=== WORK INSTRUCTION ===
If a line holds the word "disjunction", copy it from the entries.

_____

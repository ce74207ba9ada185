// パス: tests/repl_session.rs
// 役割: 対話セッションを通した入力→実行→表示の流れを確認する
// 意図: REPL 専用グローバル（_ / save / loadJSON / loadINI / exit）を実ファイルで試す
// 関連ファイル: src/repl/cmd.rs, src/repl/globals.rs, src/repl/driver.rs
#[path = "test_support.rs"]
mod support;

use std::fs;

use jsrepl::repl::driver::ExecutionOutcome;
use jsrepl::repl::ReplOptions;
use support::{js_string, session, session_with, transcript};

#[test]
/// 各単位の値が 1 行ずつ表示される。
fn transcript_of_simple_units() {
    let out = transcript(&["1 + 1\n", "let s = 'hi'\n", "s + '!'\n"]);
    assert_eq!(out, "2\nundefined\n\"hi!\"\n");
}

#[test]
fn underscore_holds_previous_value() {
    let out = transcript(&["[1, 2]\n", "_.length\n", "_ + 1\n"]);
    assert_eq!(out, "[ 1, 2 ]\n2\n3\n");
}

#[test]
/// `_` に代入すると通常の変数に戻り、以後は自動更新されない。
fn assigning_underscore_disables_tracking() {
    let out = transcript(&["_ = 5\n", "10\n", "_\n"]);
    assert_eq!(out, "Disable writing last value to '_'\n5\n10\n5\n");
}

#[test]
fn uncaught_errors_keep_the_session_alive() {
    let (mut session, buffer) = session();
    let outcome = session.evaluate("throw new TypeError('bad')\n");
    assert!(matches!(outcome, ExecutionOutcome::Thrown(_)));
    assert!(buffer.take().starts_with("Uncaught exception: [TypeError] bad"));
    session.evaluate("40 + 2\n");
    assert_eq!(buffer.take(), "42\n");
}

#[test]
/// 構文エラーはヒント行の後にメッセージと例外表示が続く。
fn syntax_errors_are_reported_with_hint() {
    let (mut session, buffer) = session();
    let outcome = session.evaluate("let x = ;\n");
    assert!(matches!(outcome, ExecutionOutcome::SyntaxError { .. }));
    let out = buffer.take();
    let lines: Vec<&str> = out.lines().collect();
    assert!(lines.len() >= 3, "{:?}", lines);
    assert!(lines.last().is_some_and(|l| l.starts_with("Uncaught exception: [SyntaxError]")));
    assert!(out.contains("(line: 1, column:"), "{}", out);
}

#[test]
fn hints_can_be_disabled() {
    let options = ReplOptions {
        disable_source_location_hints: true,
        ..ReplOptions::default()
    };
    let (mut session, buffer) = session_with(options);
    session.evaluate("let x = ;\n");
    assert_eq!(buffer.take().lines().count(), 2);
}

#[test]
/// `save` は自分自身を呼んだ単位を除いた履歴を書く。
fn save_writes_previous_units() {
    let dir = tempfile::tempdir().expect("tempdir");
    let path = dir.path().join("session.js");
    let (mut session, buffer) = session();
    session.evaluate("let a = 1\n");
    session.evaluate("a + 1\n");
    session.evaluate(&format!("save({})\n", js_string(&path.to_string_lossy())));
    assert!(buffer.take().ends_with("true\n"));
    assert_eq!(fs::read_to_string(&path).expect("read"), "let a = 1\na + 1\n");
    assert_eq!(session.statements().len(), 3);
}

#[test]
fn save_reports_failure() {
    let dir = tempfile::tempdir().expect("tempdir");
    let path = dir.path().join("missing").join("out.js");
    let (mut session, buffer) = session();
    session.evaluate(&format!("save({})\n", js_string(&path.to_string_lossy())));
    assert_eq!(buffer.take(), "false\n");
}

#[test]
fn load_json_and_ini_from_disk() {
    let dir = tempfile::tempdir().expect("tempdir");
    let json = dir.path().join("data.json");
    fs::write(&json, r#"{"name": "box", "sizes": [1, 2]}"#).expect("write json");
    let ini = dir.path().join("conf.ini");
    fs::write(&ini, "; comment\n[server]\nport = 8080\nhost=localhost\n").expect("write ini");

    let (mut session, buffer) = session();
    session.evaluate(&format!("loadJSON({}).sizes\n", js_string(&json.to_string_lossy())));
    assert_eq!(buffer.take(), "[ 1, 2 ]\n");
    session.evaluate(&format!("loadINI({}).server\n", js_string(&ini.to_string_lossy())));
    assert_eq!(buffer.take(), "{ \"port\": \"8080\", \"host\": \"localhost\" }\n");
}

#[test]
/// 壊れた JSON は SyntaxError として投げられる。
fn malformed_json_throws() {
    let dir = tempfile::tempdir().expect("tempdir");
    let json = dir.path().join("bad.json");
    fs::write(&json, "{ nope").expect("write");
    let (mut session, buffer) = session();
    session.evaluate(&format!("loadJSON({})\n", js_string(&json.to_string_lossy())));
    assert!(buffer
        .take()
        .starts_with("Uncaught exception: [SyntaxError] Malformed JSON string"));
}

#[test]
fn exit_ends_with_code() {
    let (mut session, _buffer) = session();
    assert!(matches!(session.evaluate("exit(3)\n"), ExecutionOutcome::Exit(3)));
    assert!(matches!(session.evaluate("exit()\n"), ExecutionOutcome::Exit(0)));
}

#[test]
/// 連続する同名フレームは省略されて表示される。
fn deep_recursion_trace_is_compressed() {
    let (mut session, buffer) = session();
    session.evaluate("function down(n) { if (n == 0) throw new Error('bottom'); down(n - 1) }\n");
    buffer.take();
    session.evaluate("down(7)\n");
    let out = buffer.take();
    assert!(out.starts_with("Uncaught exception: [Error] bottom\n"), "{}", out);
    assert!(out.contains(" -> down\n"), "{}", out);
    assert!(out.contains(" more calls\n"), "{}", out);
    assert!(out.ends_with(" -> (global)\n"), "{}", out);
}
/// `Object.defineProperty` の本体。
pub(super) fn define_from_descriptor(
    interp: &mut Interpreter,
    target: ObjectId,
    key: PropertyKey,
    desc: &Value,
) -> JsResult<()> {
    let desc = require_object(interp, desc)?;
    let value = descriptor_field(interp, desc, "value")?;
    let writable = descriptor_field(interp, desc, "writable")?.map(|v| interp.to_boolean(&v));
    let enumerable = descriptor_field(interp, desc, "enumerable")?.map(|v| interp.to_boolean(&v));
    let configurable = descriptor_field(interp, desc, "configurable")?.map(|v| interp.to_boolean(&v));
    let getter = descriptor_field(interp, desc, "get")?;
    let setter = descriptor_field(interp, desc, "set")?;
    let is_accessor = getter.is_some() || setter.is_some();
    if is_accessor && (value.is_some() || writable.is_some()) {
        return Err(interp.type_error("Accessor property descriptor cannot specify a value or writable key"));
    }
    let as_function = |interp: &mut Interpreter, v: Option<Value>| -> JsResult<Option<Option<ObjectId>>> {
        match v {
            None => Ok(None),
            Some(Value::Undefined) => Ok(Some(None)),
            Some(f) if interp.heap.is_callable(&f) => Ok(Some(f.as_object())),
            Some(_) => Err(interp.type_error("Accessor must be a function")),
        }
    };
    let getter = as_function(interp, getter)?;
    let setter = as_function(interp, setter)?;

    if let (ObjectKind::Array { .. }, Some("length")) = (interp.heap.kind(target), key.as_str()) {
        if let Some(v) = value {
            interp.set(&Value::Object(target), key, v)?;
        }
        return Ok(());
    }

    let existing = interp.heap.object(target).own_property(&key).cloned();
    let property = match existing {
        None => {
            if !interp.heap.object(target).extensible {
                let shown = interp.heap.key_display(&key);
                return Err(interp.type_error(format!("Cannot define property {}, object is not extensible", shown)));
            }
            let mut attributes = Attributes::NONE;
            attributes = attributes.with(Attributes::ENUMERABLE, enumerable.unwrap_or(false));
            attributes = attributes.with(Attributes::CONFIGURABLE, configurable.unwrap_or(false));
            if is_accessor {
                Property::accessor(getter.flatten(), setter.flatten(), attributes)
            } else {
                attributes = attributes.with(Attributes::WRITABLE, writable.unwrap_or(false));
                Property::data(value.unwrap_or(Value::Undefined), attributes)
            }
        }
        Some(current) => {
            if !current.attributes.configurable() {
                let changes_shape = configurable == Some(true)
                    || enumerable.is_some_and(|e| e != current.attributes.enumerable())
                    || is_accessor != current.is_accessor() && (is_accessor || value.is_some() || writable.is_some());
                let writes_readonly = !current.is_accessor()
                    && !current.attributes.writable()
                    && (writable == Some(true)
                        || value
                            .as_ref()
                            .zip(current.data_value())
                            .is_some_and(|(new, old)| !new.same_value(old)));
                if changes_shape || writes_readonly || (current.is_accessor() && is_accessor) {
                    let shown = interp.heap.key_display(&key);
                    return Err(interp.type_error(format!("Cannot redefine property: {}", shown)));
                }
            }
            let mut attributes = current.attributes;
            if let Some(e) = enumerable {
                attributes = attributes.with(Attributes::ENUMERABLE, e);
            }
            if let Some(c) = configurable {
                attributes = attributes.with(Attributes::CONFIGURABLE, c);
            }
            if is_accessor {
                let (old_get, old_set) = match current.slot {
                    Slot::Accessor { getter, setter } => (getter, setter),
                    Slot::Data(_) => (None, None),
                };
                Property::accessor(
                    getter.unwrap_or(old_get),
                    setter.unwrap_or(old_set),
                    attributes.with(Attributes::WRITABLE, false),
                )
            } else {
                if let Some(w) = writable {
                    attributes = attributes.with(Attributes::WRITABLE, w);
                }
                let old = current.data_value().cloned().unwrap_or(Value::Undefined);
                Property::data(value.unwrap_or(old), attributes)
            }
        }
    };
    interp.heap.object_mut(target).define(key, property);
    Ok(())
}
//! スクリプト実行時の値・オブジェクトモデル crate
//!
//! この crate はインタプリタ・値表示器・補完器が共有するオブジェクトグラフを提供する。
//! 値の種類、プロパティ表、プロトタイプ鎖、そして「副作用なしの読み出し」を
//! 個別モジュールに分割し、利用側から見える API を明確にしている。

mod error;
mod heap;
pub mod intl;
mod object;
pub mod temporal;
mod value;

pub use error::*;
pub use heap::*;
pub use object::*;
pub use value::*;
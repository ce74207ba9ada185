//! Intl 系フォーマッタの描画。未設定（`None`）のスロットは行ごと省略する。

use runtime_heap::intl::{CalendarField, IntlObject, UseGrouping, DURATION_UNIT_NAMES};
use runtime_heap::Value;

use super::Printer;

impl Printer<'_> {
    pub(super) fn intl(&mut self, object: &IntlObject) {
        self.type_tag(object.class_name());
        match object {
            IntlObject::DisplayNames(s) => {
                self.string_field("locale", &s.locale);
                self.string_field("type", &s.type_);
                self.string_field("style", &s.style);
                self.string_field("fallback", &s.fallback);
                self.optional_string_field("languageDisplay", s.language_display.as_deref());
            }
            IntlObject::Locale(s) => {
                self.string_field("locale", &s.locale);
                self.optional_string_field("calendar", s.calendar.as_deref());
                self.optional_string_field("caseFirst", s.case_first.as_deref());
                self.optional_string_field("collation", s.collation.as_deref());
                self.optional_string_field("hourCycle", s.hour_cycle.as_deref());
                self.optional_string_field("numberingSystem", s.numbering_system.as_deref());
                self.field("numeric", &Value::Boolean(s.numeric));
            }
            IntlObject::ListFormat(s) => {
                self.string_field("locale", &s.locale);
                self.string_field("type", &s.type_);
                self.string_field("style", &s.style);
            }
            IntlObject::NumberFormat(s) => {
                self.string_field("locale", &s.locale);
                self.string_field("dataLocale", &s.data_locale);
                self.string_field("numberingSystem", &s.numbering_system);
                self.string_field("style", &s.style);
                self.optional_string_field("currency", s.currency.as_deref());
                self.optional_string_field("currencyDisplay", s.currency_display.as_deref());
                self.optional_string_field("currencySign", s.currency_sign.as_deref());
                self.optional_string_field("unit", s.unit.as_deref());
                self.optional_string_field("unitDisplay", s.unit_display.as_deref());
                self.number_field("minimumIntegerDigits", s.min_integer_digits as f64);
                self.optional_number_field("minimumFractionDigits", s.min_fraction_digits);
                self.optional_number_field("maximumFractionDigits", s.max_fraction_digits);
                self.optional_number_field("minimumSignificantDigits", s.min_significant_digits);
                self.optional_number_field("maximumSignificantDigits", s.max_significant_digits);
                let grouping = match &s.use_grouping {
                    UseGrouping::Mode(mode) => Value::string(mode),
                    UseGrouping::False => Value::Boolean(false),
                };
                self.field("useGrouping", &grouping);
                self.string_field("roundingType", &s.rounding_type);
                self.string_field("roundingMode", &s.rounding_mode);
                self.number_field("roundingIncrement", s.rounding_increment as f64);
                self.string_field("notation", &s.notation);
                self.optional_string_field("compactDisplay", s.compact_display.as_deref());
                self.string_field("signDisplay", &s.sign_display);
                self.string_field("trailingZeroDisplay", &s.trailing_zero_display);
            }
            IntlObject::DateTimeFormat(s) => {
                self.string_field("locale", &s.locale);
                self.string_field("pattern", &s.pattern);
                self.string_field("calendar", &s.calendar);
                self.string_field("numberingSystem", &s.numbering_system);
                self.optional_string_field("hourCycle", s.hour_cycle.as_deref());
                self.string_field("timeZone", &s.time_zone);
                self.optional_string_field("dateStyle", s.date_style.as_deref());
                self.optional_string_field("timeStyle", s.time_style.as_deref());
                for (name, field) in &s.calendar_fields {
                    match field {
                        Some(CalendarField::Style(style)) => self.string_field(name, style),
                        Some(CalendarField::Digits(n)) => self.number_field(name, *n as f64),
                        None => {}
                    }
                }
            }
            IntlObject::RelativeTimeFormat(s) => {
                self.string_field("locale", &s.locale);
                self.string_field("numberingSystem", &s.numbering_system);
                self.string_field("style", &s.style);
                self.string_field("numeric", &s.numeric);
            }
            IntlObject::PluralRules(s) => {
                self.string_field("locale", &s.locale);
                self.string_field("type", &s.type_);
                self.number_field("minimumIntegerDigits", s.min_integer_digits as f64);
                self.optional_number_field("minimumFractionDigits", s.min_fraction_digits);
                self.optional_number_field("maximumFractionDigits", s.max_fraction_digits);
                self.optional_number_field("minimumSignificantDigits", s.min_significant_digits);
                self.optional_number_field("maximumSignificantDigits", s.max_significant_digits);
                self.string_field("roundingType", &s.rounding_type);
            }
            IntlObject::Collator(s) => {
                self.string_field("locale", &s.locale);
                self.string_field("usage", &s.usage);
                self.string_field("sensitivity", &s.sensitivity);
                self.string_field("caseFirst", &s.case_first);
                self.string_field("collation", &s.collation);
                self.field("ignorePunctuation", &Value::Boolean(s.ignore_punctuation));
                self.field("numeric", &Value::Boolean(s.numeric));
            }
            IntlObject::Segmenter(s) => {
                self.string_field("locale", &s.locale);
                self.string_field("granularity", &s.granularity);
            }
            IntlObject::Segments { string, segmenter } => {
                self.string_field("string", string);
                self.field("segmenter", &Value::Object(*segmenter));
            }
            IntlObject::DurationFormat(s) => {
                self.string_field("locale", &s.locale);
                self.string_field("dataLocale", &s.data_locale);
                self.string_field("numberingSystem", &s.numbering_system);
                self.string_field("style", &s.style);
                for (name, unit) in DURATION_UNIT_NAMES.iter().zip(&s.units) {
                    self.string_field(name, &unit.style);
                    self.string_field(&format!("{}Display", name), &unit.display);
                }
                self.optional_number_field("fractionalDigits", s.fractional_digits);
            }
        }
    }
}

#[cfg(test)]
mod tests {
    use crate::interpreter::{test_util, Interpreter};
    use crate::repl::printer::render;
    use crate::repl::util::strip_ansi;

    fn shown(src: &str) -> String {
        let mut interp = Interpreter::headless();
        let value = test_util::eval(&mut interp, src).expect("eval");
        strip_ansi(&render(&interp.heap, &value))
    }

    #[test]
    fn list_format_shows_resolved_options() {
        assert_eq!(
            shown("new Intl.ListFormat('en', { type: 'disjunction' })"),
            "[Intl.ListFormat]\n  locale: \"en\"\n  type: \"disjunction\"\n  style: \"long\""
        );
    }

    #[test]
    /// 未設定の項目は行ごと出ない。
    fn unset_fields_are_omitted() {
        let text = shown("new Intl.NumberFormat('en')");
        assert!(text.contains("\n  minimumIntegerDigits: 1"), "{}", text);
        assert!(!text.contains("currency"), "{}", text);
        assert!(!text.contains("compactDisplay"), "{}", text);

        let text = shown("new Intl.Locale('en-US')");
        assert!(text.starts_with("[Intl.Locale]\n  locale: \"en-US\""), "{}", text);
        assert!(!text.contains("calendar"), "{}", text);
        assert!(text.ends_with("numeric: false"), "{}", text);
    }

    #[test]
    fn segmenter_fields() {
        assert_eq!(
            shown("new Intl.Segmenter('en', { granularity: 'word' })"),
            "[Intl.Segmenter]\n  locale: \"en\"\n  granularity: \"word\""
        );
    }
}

_____

=== TASK ANSWER ===
            shown("new Intl.ListFormat('en', { type: 'disjunction' })"),
            "[Intl.ListFormat]\n  locale: \"en\"\n  type: \"disjunction\"\n  style: \"long\""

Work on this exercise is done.